Para la tele, el tirón de Corea del Norte está en que cualquier documental supera la ficción. Tres tienen especial interés. En El infiltrado (Movistar Plus+ y Filmin), un chef danés, perfil a priori nada sospechoso, se acerca a la élite de Pyongyang —muy en especial al español instalado allí Alejandro Cao de Benós—, y les propone participar en negocios sucios sobre drogas y armas que le llevan también a Uganda. Va acompañado de otro farsante, un exsoldado francés que se dedicaba al trapicheo de coca y que aquí hace llamar James. El aplomo de ambos es estremecedor. El chef-topo, llamado Ulrich Larsen, lo filma todo —durante casi una década que se le haría larga— con cámara oculta. El resultado es demoledor, sobre todo para Cao de Benós, que montó en cólera.

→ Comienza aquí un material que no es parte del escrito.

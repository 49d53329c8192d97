//! Request slots
//!
//! One occupied entry of the request pool: stable identity, the transport
//! exchange it exclusively owns, its response buffer, and the status fields
//! the poller advances. The mutable portion sits behind a per-slot lock so
//! transport writers and caller-side readers on different slots never
//! serialize against each other.

use std::any::Any;
use std::fmt;
use std::sync::{Arc, Mutex, MutexGuard, PoisonError};
use std::time::Instant;

use url::Url;

use crate::buffer::BodyBuffer;
use crate::buffer::flush::FlushSink;
use crate::error::Error;
use crate::transport::Exchange;

/// Public identifier for a pool slot.
///
/// The index addresses the slot; the generation is bumped every time the
/// slot is freed, so a handle kept across a free/reuse cycle is detectably
/// stale instead of silently aliasing the next request.
#[derive(Debug, Clone, Copy, PartialEq, Eq, Hash, PartialOrd, Ord, serde::Serialize)]
pub struct Handle {
    index: u32,
    generation: u32,
}

impl Handle {
    pub(crate) fn new(index: u32, generation: u32) -> Self {
        Self { index, generation }
    }

    /// Slot index within the pool.
    #[must_use]
    pub fn index(&self) -> usize {
        self.index as usize
    }

    /// Occupancy generation of the slot this handle was issued for.
    #[must_use]
    pub fn generation(&self) -> u32 {
        self.generation
    }
}

impl fmt::Display for Handle {
    fn fmt(&self, f: &mut fmt::Formatter<'_>) -> fmt::Result {
        write!(f, "{}#{}", self.index, self.generation)
    }
}

/// Immutable identity of an occupied slot plus its locked mutable state.
pub(crate) struct SlotShared {
    pub(crate) handle: Handle,
    pub(crate) url: Url,
    pub(crate) started_at: Instant,
    core: Mutex<SlotCore>,
}

impl SlotShared {
    pub(crate) fn new(
        handle: Handle,
        url: Url,
        buffer: BodyBuffer,
        flush: Option<Arc<dyn FlushSink>>,
        user: Option<Box<dyn Any + Send>>,
    ) -> Arc<Self> {
        Arc::new(Self {
            handle,
            url,
            started_at: Instant::now(),
            core: Mutex::new(SlotCore {
                exchange: None,
                buffer,
                status: 0,
                bytes_read: 0,
                content_length: None,
                mime: None,
                headers_done: false,
                complete: false,
                released: false,
                closed: false,
                failure: None,
                flush,
                user,
            }),
        })
    }

    pub(crate) fn lock(&self) -> MutexGuard<'_, SlotCore> {
        self.core.lock().unwrap_or_else(PoisonError::into_inner)
    }
}

/// The lock-guarded state of one request.
pub(crate) struct SlotCore {
    /// Transport-side handle for the exchange; exclusively owned here.
    pub(crate) exchange: Option<Box<dyn Exchange>>,
    pub(crate) buffer: BodyBuffer,
    /// Last observed status code; 0 until known.
    pub(crate) status: u16,
    /// Cumulative body bytes accepted, across all reallocations and flushes.
    pub(crate) bytes_read: u64,
    /// Learned from a Content-Length header; never invented.
    pub(crate) content_length: Option<u64>,
    /// Learned from a Content-Type header.
    pub(crate) mime: Option<String>,
    pub(crate) headers_done: bool,
    pub(crate) complete: bool,
    pub(crate) released: bool,
    /// Set when the slot is torn down; streaming writes arriving after this
    /// are rejected.
    pub(crate) closed: bool,
    /// Mid-stream buffer failure recorded for the completion event.
    pub(crate) failure: Option<Error>,
    pub(crate) flush: Option<Arc<dyn FlushSink>>,
    pub(crate) user: Option<Box<dyn Any + Send>>,
}

impl SlotCore {
    /// Close out the slot: reject further writes, tear down the exchange,
    /// release the buffer.
    pub(crate) fn teardown(&mut self) {
        self.closed = true;
        if let Some(mut exchange) = self.exchange.take() {
            exchange.close();
        }
        self.buffer.retire();
        self.user = None;
    }
}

En Filmin, Los amantes y el déspota narra la increíble historia de un director de cine y una actriz surcoreanos, recién divorciados, secuestrados en 1978 en Hong Kong por orden del cinéfilo Kim Jong-il, entonces heredero del régimen, para que trabajaran para él, para que hicieran las películas que soñaba con encargar. Él, el renombrado director Shin Sang-ok, pasó por un campo de reeducación para asegurarse su docilidad; a ella, la muy popular actriz Shin Sang-ok, el dictador le dio un trato exquisito. Fueron forzados a filmar películas propagandísticas, y el régimen los exhibía como grandes figuras desertoras del Sur capitalista, antes de vivir una odisea para escapar durante un viaje a Austria... y poder contarlo. Se llevaron consigo grabaciones de Kim Jong-il, que ya había ascendido a Querido Líder. La aventura dio lugar al libro Producciones Kim Jong-Il presenta…, de Paul Fischer, e inspiró parte de una novela notable, El huérfano, de Adam Johnson.

Y no es menos delirante otra historia real, la de Asesinas (Movistar): la utilización de dos jovencitas, una indonesia y la otra vietnamita, ambas de origen humilde, para arrojar una sustancia letal en el aeropuerto de Kuala Lumpur a Kim Jong-nam, el hermano exiliado del líder norcoreano Kim Jong-un, en 2017. Las chicas habían sido reclutadas para participar en un supuesto espacio de un youtuber para gastar bromas pesadas e infantiles en lugares públicos. Ellas no sabían que estaban rociando el agente nervioso VX que mató al hermanísimo. Los cuatro agentes norcoreanos que habían urdido el plan se fueron de rositas. Las dos mujeres pasaron un par de años entre rejas en Malasia; una salió sin cargos y la otra pactó una condena menor. Hasta el país menos digitalizado del mundo (aunque reclute buenos hackers) sabe que, en la sociedad del siglo XXI, un youtuber gamberro es el mejor señuelo para un crimen.

Tres guiones peliculeros que no tienen una pizca de ficción. Un problema para el espectador de esos documentales es que ante lo estrambótico, ante lo que incluso resulta divertido, cuesta asimilar lo que es monstruoso, lo que es brutal. Y, ojo, que aquel no es el país paria que se puede pensar. La Rusia de Putin se le va pareciendo cada vez más, con la diferencia de que no hace ninguna gracia.